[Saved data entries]
.....

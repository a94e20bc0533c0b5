use serde::{Deserialize, Serialize};

pub const ICON_INSTALL: &str = "Images/install.png";
pub const ICON_ERROR: &str = "Images/error.png";
pub const ICON_PLUGIN: &str = "Images/choco.png";

/// One package as reported by the package manager's `--limit-output` mode.
#[derive(Debug, Clone, PartialEq, Eq)]
pub struct PackageRecord {
    pub name: String,
    pub version: String,
}

/// Optional metadata from a per-package info lookup. Empty strings mean "not reported".
#[derive(Debug, Clone, Default, PartialEq, Eq)]
pub struct PackageDetails {
    pub description: String,
    pub downloads: String,
    pub tags: String,
}

/// Follow-up call the host makes when the user activates a result.
#[derive(Serialize, Deserialize, Debug, Clone, PartialEq, Eq)]
pub struct Action {
    pub method: String,
    pub parameters: Vec<String>,
    #[serde(rename = "dontHideAfterAction", default)]
    pub keep_open: bool,
}

impl Action {
    pub fn new(method: &str, parameter: &str) -> Self {
        Self {
            method: method.to_string(),
            parameters: vec![parameter.to_string()],
            keep_open: false,
        }
    }
}

/// A row rendered by the launcher host. Field names follow the host's wire format.
#[derive(Serialize, Deserialize, Debug, Clone, PartialEq, Eq)]
pub struct ResultEntry {
    #[serde(rename = "Title")]
    pub title: String,
    #[serde(rename = "SubTitle")]
    pub subtitle: String,
    #[serde(rename = "IcoPath")]
    pub icon_path: String,
    #[serde(rename = "JsonRPCAction", default, skip_serializing_if = "Option::is_none")]
    pub action: Option<Action>,
}

impl ResultEntry {
    pub fn new(title: impl Into<String>, subtitle: impl Into<String>, icon_path: &str) -> Self {
        Self {
            title: title.into(),
            subtitle: subtitle.into(),
            icon_path: icon_path.to_string(),
            action: None,
        }
    }

    pub fn with_action(mut self, action: Action) -> Self {
        self.action = Some(action);
        self
    }
}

.....

=== Task prompt ===
Set down each entry exactly, leaving none out.

=== Reply ===
repository a94e20bc0533c0b5
use serde::{Deserialize, Serialize};

pub const ICON_INSTALL: &str = "Images/install.png";
pub const ICON_ERROR: &str = "Images/error.png";
pub const ICON_PLUGIN: &str = "Images/choco.png";

/// One package as reported by the package manager's `--limit-output` mode.
#[derive(Debug, Clone, PartialEq, Eq)]
pub struct PackageRecord {
    pub name: String,
    pub version: String,
}

/// Optional metadata from a per-package info lookup. Empty strings mean "not reported".
#[derive(Debug, Clone, Default, PartialEq, Eq)]
pub struct PackageDetails {
    pub description: String,
    pub downloads: String,
    pub tags: String,
}

/// Follow-up call the host makes when the user activates a result.
#[derive(Serialize, Deserialize, Debug, Clone, PartialEq, Eq)]
pub struct Action {
    pub method: String,
    pub parameters: Vec<String>,
    #[serde(rename = "dontHideAfterAction", default)]
    pub keep_open: bool,
}

impl Action {
    pub fn new(method: &str, parameter: &str) -> Self {
        Self {
            method: method.to_string(),
            parameters: vec![parameter.to_string()],
            keep_open: false,
        }
    }
}

/// A row rendered by the launcher host. Field names follow the host's wire format.
#[derive(Serialize, Deserialize, Debug, Clone, PartialEq, Eq)]
pub struct ResultEntry {
    #[serde(rename = "Title")]
    pub title: String,
    #[serde(rename = "SubTitle")]
    pub subtitle: String,
    #[serde(rename = "IcoPath")]
    pub icon_path: String,
    #[serde(rename = "JsonRPCAction", default, skip_serializing_if = "Option::is_none")]
    pub action: Option<Action>,
}

impl ResultEntry {
    pub fn new(title: impl Into<String>, subtitle: impl Into<String>, icon_path: &str) -> Self {
        Self {
            title: title.into(),
            subtitle: subtitle.into(),
            icon_path: icon_path.to_string(),
            action: None,
        }
    }

    pub fn with_action(mut self, action: Action) -> Self {
        self.action = Some(action);
        self
    }
}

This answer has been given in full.